The objective of this research was to present a variation of Shamir’s threshold secret sharing scheme by manipulating the dealer-generated polynomial into a simplified version such that any eavesdropper can reconstruct the secret by gaining two public shares, instead of the stipulated threshold level. The envisaged improvements would then be evaluated for any impact on side-channel effects on the Advanced Encryption Standards.

Existing and famous mathematical conjectures (including Pillai’s conjecture, the Fermat-Catalan conjecture, and Hall’s conjecture) were built upon to seek a potential weakness in the security of the current secret sharing scheme. Essentially, the analysis aimed to reduce the order of difficulty in reconstructing the secret. Assuming that the dealer-generated polynomial is monic, it is then deconstructed by applying a composite linear function in which two additional variables are introduced.
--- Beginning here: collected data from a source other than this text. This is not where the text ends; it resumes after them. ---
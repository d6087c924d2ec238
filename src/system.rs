//! Host and process statistics collection from the /proc filesystem.
//!
//! This module reads the handful of values the sampler exports: aggregate CPU
//! times, memory usage, the exporter's own RSS, root filesystem free space and
//! the 1-minute load average.

use once_cell::sync::Lazy;
use std::fs;
use std::io;
use std::path::{Path, PathBuf};

use crate::error::SampleError;

/// Get system page size in bytes.
fn get_page_size() -> u64 {
    #[cfg(unix)]
    {
        // SAFETY: sysconf is safe to call with _SC_PAGESIZE
        unsafe {
            let size = libc::sysconf(libc::_SC_PAGESIZE);
            if size > 0 {
                return size as u64;
            }
        }
    }
    4096
}

/// Cached page size, resolved on first use.
pub static PAGE_SIZE: Lazy<u64> = Lazy::new(get_page_size);

/// The /proc/meminfo fields needed to derive used memory.
#[derive(Debug, Clone, Copy, Default)]
pub struct MemoryInfo {
    pub total_bytes: u64,
    pub free_bytes: u64,
    pub buffers_bytes: u64,
    pub cached_bytes: u64,
    pub sreclaimable_bytes: u64,
}

impl MemoryInfo {
    /// Used memory: total minus free, buffers and reclaimable cache.
    ///
    /// Containers can report cache figures larger than their own total; in
    /// that case only free memory is subtracted.
    pub fn used_bytes(&self) -> u64 {
        let reclaimable = self
            .free_bytes
            .saturating_add(self.buffers_bytes)
            .saturating_add(self.cached_bytes)
            .saturating_add(self.sreclaimable_bytes);
        self.total_bytes
            .checked_sub(reclaimable)
            .unwrap_or_else(|| self.total_bytes.saturating_sub(self.free_bytes))
    }
}

/// Aggregate CPU times from the `cpu` line of /proc/stat, in clock ticks.
#[derive(Debug, Clone, Copy, Default, PartialEq, Eq)]
pub struct CpuTimes {
    pub user: u64,
    pub nice: u64,
    pub system: u64,
    pub idle: u64,
    pub iowait: u64,
    pub irq: u64,
    pub softirq: u64,
    pub steal: u64,
}

impl CpuTimes {
    /// Calculate total CPU time (all fields).
    pub fn total(&self) -> u64 {
        self.user
            + self.nice
            + self.system
            + self.idle
            + self.iowait
            + self.irq
            + self.softirq
            + self.steal
    }

    /// Calculate non-active time (idle + iowait).
    pub fn idle_total(&self) -> u64 {
        self.idle + self.iowait
    }
}

/// Point-in-time CPU utilization computed against the previous observation.
///
/// Each call to [`CpuUsageTracker::update`] returns the busy percentage since
/// the last call without waiting, then remembers the new times as baseline.
#[derive(Debug, Default)]
pub struct CpuUsageTracker {
    previous: Option<CpuTimes>,
}

impl CpuUsageTracker {
    pub fn new() -> Self {
        Self { previous: None }
    }

    /// Tracker with an initial baseline, so the first update reports real usage.
    pub fn with_baseline(baseline: CpuTimes) -> Self {
        Self {
            previous: Some(baseline),
        }
    }

    /// Returns busy percent (0.0-100.0, one decimal) and stores `current` as baseline.
    ///
    /// Reports 0.0 when there is no baseline yet or no time has elapsed.
    pub fn update(&mut self, current: CpuTimes) -> f64 {
        let percent = match self.previous {
            Some(previous) => busy_percent(&previous, &current),
            None => 0.0,
        };
        self.previous = Some(current);
        percent
    }
}

fn busy_percent(previous: &CpuTimes, current: &CpuTimes) -> f64 {
    let delta_total = current.total().saturating_sub(previous.total());
    if delta_total == 0 {
        return 0.0;
    }
    let busy_prev = previous.total().saturating_sub(previous.idle_total());
    let busy_now = current.total().saturating_sub(current.idle_total());
    let delta_busy = busy_now.saturating_sub(busy_prev);

    let percent = (delta_busy as f64 / delta_total as f64 * 100.0).clamp(0.0, 100.0);
    (percent * 10.0).round() / 10.0
}

/// Reader for a procfs tree. Production uses `/proc`; tests point it at a fake tree.
#[derive(Debug, Clone)]
pub struct ProcReader {
    root: PathBuf,
}

impl ProcReader {
    pub fn new(root: impl Into<PathBuf>) -> Self {
        Self { root: root.into() }
    }

    fn read(&self, relative: &str) -> Result<(PathBuf, String), SampleError> {
        let path = self.root.join(relative);
        match fs::read_to_string(&path) {
            Ok(content) => Ok((path, content)),
            Err(e) => Err(SampleError::io(path, e)),
        }
    }

    /// Reads aggregate CPU times from `stat`.
    pub fn read_cpu_times(&self) -> Result<CpuTimes, SampleError> {
        let (path, content) = self.read("stat")?;
        parse_cpu_times(&content, &path)
    }

    /// Reads memory fields from `meminfo`.
    pub fn read_memory_info(&self) -> Result<MemoryInfo, SampleError> {
        let (path, content) = self.read("meminfo")?;
        parse_meminfo(&content, &path)
    }

    /// Reads resident memory of the current process from `self/statm`, in bytes.
    pub fn read_self_rss_bytes(&self) -> Result<u64, SampleError> {
        let (path, content) = self.read("self/statm")?;
        // Format: "size resident shared text lib data dt" (pages)
        let field = content
            .split_whitespace()
            .nth(1)
            .ok_or_else(|| SampleError::missing(&path, "resident"))?;
        let pages = field
            .parse::<u64>()
            .map_err(|_| SampleError::parse(&path, "resident", field))?;
        Ok(pages * *PAGE_SIZE)
    }

    /// Reads the 1-minute load average. Returns `Ok(None)` when the kernel does not expose it.
    pub fn read_load_average(&self) -> Result<Option<f64>, SampleError> {
        let path = self.root.join("loadavg");
        let content = match fs::read_to_string(&path) {
            Ok(content) => content,
            Err(e) if e.kind() == io::ErrorKind::NotFound => return Ok(None),
            Err(e) => return Err(SampleError::io(path, e)),
        };
        parse_load_average(&content, &path).map(Some)
    }
}

/// Parses the aggregate `cpu` line of /proc/stat.
///
/// Format: "cpu  user nice system idle iowait irq softirq steal guest guest_nice"
pub fn parse_cpu_times(content: &str, path: &Path) -> Result<CpuTimes, SampleError> {
    let line = content
        .lines()
        .find(|l| l.split_whitespace().next() == Some("cpu"))
        .ok_or_else(|| SampleError::missing(path, "cpu"))?;

    let parts: Vec<&str> = line.split_whitespace().collect();
    if parts.len() < 5 {
        return Err(SampleError::parse(path, "cpu", line));
    }

    let field = |idx: usize| -> Result<u64, SampleError> {
        match parts.get(idx) {
            Some(raw) => raw
                .parse::<u64>()
                .map_err(|_| SampleError::parse(path, "cpu", raw)),
            // Older kernels omit the trailing columns
            None => Ok(0),
        }
    };

    Ok(CpuTimes {
        user: field(1)?,
        nice: field(2)?,
        system: field(3)?,
        idle: field(4)?,
        iowait: field(5)?,
        irq: field(6)?,
        softirq: field(7)?,
        steal: field(8)?,
    })
}

/// Parses the /proc/meminfo fields used by [`MemoryInfo`]. Values are in kB.
pub fn parse_meminfo(content: &str, path: &Path) -> Result<MemoryInfo, SampleError> {
    let mut total: Option<u64> = None;
    let mut free: Option<u64> = None;
    let mut buffers: Option<u64> = None;
    let mut cached: Option<u64> = None;
    let mut sreclaimable: Option<u64> = None;

    for line in content.lines() {
        let mut parts = line.split_whitespace();
        let (Some(key), Some(raw)) = (parts.next(), parts.next()) else {
            continue;
        };
        let slot = match key {
            "MemTotal:" => &mut total,
            "MemFree:" => &mut free,
            "Buffers:" => &mut buffers,
            "Cached:" => &mut cached,
            "SReclaimable:" => &mut sreclaimable,
            _ => continue,
        };
        let kb = raw
            .parse::<u64>()
            .map_err(|_| SampleError::parse(path, "meminfo value", raw))?;
        *slot = Some(kb * 1024);
    }

    Ok(MemoryInfo {
        total_bytes: total.ok_or_else(|| SampleError::missing(path, "MemTotal"))?,
        free_bytes: free.ok_or_else(|| SampleError::missing(path, "MemFree"))?,
        buffers_bytes: buffers.unwrap_or(0),
        cached_bytes: cached.unwrap_or(0),
        sreclaimable_bytes: sreclaimable.unwrap_or(0),
    })
}

/// Parses the 1-minute column of /proc/loadavg. Later columns are not read.
///
/// Format: "0.00 0.01 0.05 1/234 5678"
pub fn parse_load_average(content: &str, path: &Path) -> Result<f64, SampleError> {
    let raw = content
        .split_whitespace()
        .next()
        .ok_or_else(|| SampleError::missing(path, "1min load average"))?;
    raw.parse::<f64>()
        .map_err(|_| SampleError::parse(path, "1min load average", raw))
}

/// Free space available to unprivileged users on the filesystem holding `path`.
pub fn disk_free_bytes(path: &Path) -> Result<u64, SampleError> {
    use std::ffi::CString;
    use std::mem;
    use std::os::unix::ffi::OsStrExt;

    let c_path = CString::new(path.as_os_str().as_bytes()).map_err(|e| SampleError::Statvfs {
        path: path.to_path_buf(),
        source: io::Error::new(io::ErrorKind::InvalidInput, e),
    })?;

    // SAFETY: statvfs only writes into the zeroed struct we own, and c_path
    // is a valid NUL-terminated string for the duration of the call.
    let stat = unsafe {
        let mut stat: libc::statvfs = mem::zeroed();
        if libc::statvfs(c_path.as_ptr(), &mut stat) != 0 {
            return Err(SampleError::Statvfs {
                path: path.to_path_buf(),
                source: io::Error::last_os_error(),
            });
        }
        stat
    };

    Ok(stat.f_bavail as u64 * stat.f_frsize as u64)
}

/// Node name of this host, as reported by uname(2).
pub fn node_name() -> Result<String, SampleError> {
    use std::ffi::CStr;
    use std::mem;

    // SAFETY: libc::utsname is a C struct with only arrays of c_char
    // which are valid for zeroed memory initialization
    unsafe {
        let mut utsname: libc::utsname = mem::zeroed();
        if libc::uname(&mut utsname) != 0 {
            return Err(SampleError::Uname(io::Error::last_os_error()));
        }
        Ok(CStr::from_ptr(utsname.nodename.as_ptr())
            .to_string_lossy()
            .into_owned())
    }
}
In general, assuming that the original form of the dealer-generated polynomial is f(x) = a₀ +a₁x+a₂x² +…+a_k-1x^k-1, by composing it with the linear function g(x) = x+α, the eventual form of the dealer-generated polynomial can be manipulated to be in the form of f(x) = (x+α)^k -b₀, where both α and b₀ are the two newly introduced variables. The challenge then is reduced to finding the values of both α and b₀.

It was postulated that an eavesdropper would be able to recover the secret by simply obtaining two public shares, namely (x₁,y₁) and (x₂,y₂), from the multitude of available public shares, and this could be achieved by determining the numerical boundaries for the variable α. Specifically, all encompassing cases, without loss of generality, were considered to ensure that all possibilities were not neglected. The start state would be to take the difference between the two y-values that were easily obtained. From there on, it is just a matter of manipulating the inequalities to screen out the boundaries of α. Once the boundaries of α were found, then it would be trivial to try out the available choices for α, and subsequently b₀, and eventually the secret.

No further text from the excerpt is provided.